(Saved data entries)
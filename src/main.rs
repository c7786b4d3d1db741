//! barrelmcd command line.
//!
//! Usage:
//!   barrelmcd check model.mcd
//!   barrelmcd sql model.json -d mysql -o schema.sql
//!   barrelmcd mld model.mcd --json

use std::fs;
use std::path::{Path, PathBuf};
use std::process;

use barrelmcd::{
    generate_sql, parse_model, report, rules, serializer, transform_with, validate, EngineConfig,
    EngineError, GenerateOptions, Model,
};
use clap::{Parser, Subcommand, ValueEnum};
use tracing_subscriber::EnvFilter;

#[derive(Parser)]
#[command(name = "barrelmcd")]
#[command(about = "Validate Merise conceptual models, derive the logical schema and emit SQL")]
struct Cli {
    /// Configuration file (TOML)
    #[arg(short, long, global = true)]
    config: Option<PathBuf>,

    #[command(subcommand)]
    command: Command,
}

#[derive(Subcommand)]
enum Command {
    /// Print validation diagnostics
    Check {
        input: PathBuf,
        #[arg(long)]
        json: bool,
    },
    /// Print the logical schema
    Mld {
        input: PathBuf,
        #[arg(long)]
        json: bool,
        /// Table-by-table listing instead of the one-line notation
        #[arg(long, conflicts_with = "json")]
        detailed: bool,
    },
    /// Generate the SQL script
    Sql {
        input: PathBuf,
        /// mysql, postgresql, sqlite, oracle or sqlserver
        #[arg(short, long)]
        dialect: Option<String>,
        /// Output file (default: stdout)
        #[arg(short, long)]
        output: Option<PathBuf>,
        #[arg(long)]
        allow_errors: bool,
    },
    /// Re-emit the model in another format
    Convert {
        input: PathBuf,
        #[arg(long, value_enum)]
        to: Format,
    },
    /// Write the default configuration
    InitConfig {
        #[arg(default_value = "barrelmcd.toml")]
        path: PathBuf,
    },
}

#[derive(Clone, Copy, ValueEnum)]
enum Format {
    Json,
    Notation,
}

fn main() {
    tracing_subscriber::fmt()
        .with_env_filter(EnvFilter::from_default_env())
        .with_writer(std::io::stderr)
        .init();

    let cli = Cli::parse();

    match run(cli) {
        Ok(code) => process::exit(code),
        Err(e) => {
            eprintln!("error: {}", e);
            process::exit(1);
        }
    }
}

fn read_model(path: &Path) -> Result<Model, EngineError> {
    let source = fs::read_to_string(path)?;
    let json = path.extension().is_some_and(|ext| ext.eq_ignore_ascii_case("json"));
    parse_model(&source, json)
}

fn run(cli: Cli) -> Result<i32, EngineError> {
    let config = EngineConfig::load_from(cli.config.as_deref())?;

    match cli.command {
        Command::Check { input, json } => {
            let model = read_model(&input)?;
            let diagnostics = validate(&model);
            if json {
                println!("{}", serde_json::to_string_pretty(&diagnostics)?);
            } else {
                print!("{}", report::diagnostics(&diagnostics));
            }
            Ok(if rules::has_errors(&diagnostics) { 1 } else { 0 })
        }
        Command::Mld { input, json, detailed } => {
            let model = read_model(&input)?;
            let schema = transform_with(&model, &config.transform);
            if json {
                println!("{}", schema.to_json()?);
            } else if detailed {
                print!("{}", report::tables(&schema));
            } else {
                print!("{}", report::classic(&schema));
                for note in &schema.notes {
                    eprintln!("note: {}", note);
                }
            }
            Ok(0)
        }
        Command::Sql {
            input,
            dialect,
            output,
            allow_errors,
        } => {
            let model = read_model(&input)?;
            let mut options = GenerateOptions::from_config(&config)?;
            if let Some(name) = dialect {
                options.dialect = name.parse()?;
            }
            options.allow_errors |= allow_errors;

            let script = generate_sql(&model, &options).inspect_err(|e| {
                if let EngineError::InvalidModel { diagnostics, .. } = e {
                    eprint!("{}", report::diagnostics(diagnostics));
                }
            })?;
            if !script.diagnostics.is_empty() {
                eprint!("{}", report::diagnostics(&script.diagnostics));
            }

            let sql = script.render(config.sql.header);
            match output {
                Some(path) => fs::write(&path, sql)?,
                None => print!("{}", sql),
            }
            Ok(0)
        }
        Command::Convert { input, to } => {
            let model = read_model(&input)?;
            match to {
                Format::Json => println!("{}", model.to_json()?),
                Format::Notation => print!("{}", serializer::serialize(&model)),
            }
            Ok(0)
        }
        Command::InitConfig { path } => {
            EngineConfig::default().save(&path)?;
            eprintln!("wrote {}", path.display());
            Ok(0)
        }
    }
}
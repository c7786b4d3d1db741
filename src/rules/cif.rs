//! Functional integrity constraints (CIF).

use super::{Diagnostic, Target};
use crate::model::{CifConstraint, CifKind, Model};

pub(super) fn check(model: &Model, out: &mut Vec<Diagnostic>) {
    for constraint in model.cif_constraints.iter().filter(|c| c.is_enabled) {
        let name = constraint.name.trim();
        if name.is_empty() {
            out.push(Diagnostic::error(
                "cif-empty-name",
                format!("a {} constraint must have a non-empty name", constraint.kind),
            ));
        }
        check_references(model, constraint, name, out);
        check_shape(constraint, name, out);
    }
}

fn check_references(
    model: &Model,
    constraint: &CifConstraint,
    name: &str,
    out: &mut Vec<Diagnostic>,
) {
    let mut unknown = |kind: &str, value: &str| {
        out.push(
            Diagnostic::error(
                "cif-unknown-reference",
                format!("constraint '{}' references unknown {} '{}'", name, kind, value),
            )
            .on(Target::constraint(name)),
        );
    };

    for entity in &constraint.entities {
        if model.entity(entity.trim()).is_none() {
            unknown("entity", entity.trim());
        }
    }
    for association in &constraint.associations {
        if model.association(association.trim()).is_none() {
            unknown("association", association.trim());
        }
    }
    for attribute in &constraint.attributes {
        if !attribute_exists(model, attribute.trim()) {
            unknown("attribute", attribute.trim());
        }
    }
}

/// `Owner.attr` must name an attribute of that entity or association; a
/// bare name may match any attribute of the model.
fn attribute_exists(model: &Model, reference: &str) -> bool {
    let owners = model
        .entities
        .iter()
        .map(|e| (e.name.trim(), &e.attributes))
        .chain(model.associations.iter().map(|a| (a.name.trim(), &a.attributes)));

    match reference.split_once('.') {
        Some((owner, attr)) => owners
            .filter(|(name, _)| *name == owner.trim())
            .any(|(_, attrs)| attrs.iter().any(|a| a.name.trim() == attr.trim())),
        None => owners
            .flat_map(|(_, attrs)| attrs.iter())
            .any(|a| a.name.trim() == reference.trim()),
    }
}

fn check_shape(constraint: &CifConstraint, name: &str, out: &mut Vec<Diagnostic>) {
    let problem = match constraint.kind {
        CifKind::InterAssociation | CifKind::Exclusion if constraint.associations.len() < 2 => {
            Some("needs at least two associations")
        }
        CifKind::Functional if constraint.associations.is_empty() => {
            Some("needs at least one association")
        }
        CifKind::Unique if constraint.attributes.is_empty() => Some("needs at least one attribute"),
        _ => None,
    };

    if let Some(problem) = problem {
        out.push(
            Diagnostic::error(
                "cif-shape",
                format!("{} constraint '{}' {}", constraint.kind, name, problem),
            )
            .on(Target::constraint(name)),
        );
    }
}

#[cfg(test)]
mod tests {
    use super::super::tests::{client_produit, codes};
    use super::*;
    use crate::model::{Association, AssociationLink};

    fn constraint(kind: CifKind) -> CifConstraint {
        CifConstraint {
            name: "c1".into(),
            kind,
            description: None,
            entities: vec![],
            associations: vec![],
            attributes: vec![],
            is_enabled: true,
        }
    }

    fn run(model: &Model) -> Vec<Diagnostic> {
        let mut out = Vec::new();
        check(model, &mut out);
        out
    }

    #[test]
    fn test_inter_association_needs_two() {
        let mut model = client_produit();
        let mut c = constraint(CifKind::InterAssociation);
        c.associations = vec!["Achete".into()];
        model.cif_constraints.push(c);
        let out = run(&model);
        assert_eq!(codes(&out), vec!["cif-shape"]);
        assert_eq!(out[0].target, Some(Target::constraint("c1")));
        assert!(out[0].message.contains("inter_association"));
    }

    #[test]
    fn test_exclusion_with_two_associations_is_fine() {
        let mut model = client_produit();
        model.associations.push(Association::new("Retourne", vec![]));
        model.association_links.push(AssociationLink::new("Retourne", "Client", "0,n"));
        model.association_links.push(AssociationLink::new("Retourne", "Produit", "0,n"));
        let mut c = constraint(CifKind::Exclusion);
        c.associations = vec!["Achete".into(), "Retourne".into()];
        model.cif_constraints.push(c);
        assert!(run(&model).is_empty());
    }

    #[test]
    fn test_unique_needs_attribute() {
        let mut model = client_produit();
        model.cif_constraints.push(constraint(CifKind::Unique));
        assert_eq!(codes(&run(&model)), vec!["cif-shape"]);
    }

    #[test]
    fn test_attribute_references() {
        let mut model = client_produit();
        let mut c = constraint(CifKind::Unique);
        c.attributes = vec!["Client.name".into(), "nom".into(), "Client.nom".into(), "prix".into()];
        model.cif_constraints.push(c);
        let out = run(&model);
        assert_eq!(codes(&out), vec!["cif-unknown-reference", "cif-unknown-reference"]);
        assert!(out[0].message.contains("'Client.nom'"));
        assert!(out[1].message.contains("'prix'"));
    }

    #[test]
    fn test_padded_names_still_resolve() {
        let mut model = client_produit();
        model.entities[0].name = " Client ".into();
        model.entities[0].attributes[1].name = "name ".into();
        model.associations[0].name = "Achete  ".into();
        let mut c = constraint(CifKind::Functional);
        c.entities = vec!["Client".into()];
        c.associations = vec!["Achete".into()];
        c.attributes = vec!["Client.name".into(), " name".into()];
        model.cif_constraints.push(c);
        assert!(run(&model).is_empty());
    }

    #[test]
    fn test_unknown_entity_and_association() {
        let mut model = client_produit();
        let mut c = constraint(CifKind::Functional);
        c.entities = vec!["Fournisseur".into()];
        c.associations = vec!["Livre".into()];
        model.cif_constraints.push(c);
        let out = run(&model);
        assert_eq!(codes(&out), vec!["cif-unknown-reference", "cif-unknown-reference"]);
    }

    #[test]
    fn test_empty_name() {
        let mut model = client_produit();
        let mut c = constraint(CifKind::Functional);
        c.name = " ".into();
        c.associations = vec!["Achete".into()];
        model.cif_constraints.push(c);
        assert_eq!(codes(&run(&model)), vec!["cif-empty-name"]);
    }

    #[test]
    fn test_disabled_constraint_skipped() {
        let mut model = client_produit();
        let mut c = constraint(CifKind::Exclusion);
        c.is_enabled = false;
        model.cif_constraints.push(c);
        assert!(run(&model).is_empty());
    }
}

Your goal:
Determine the number of lines in the entries that hold "attributes". Reply with that number only.

Solved problem:
8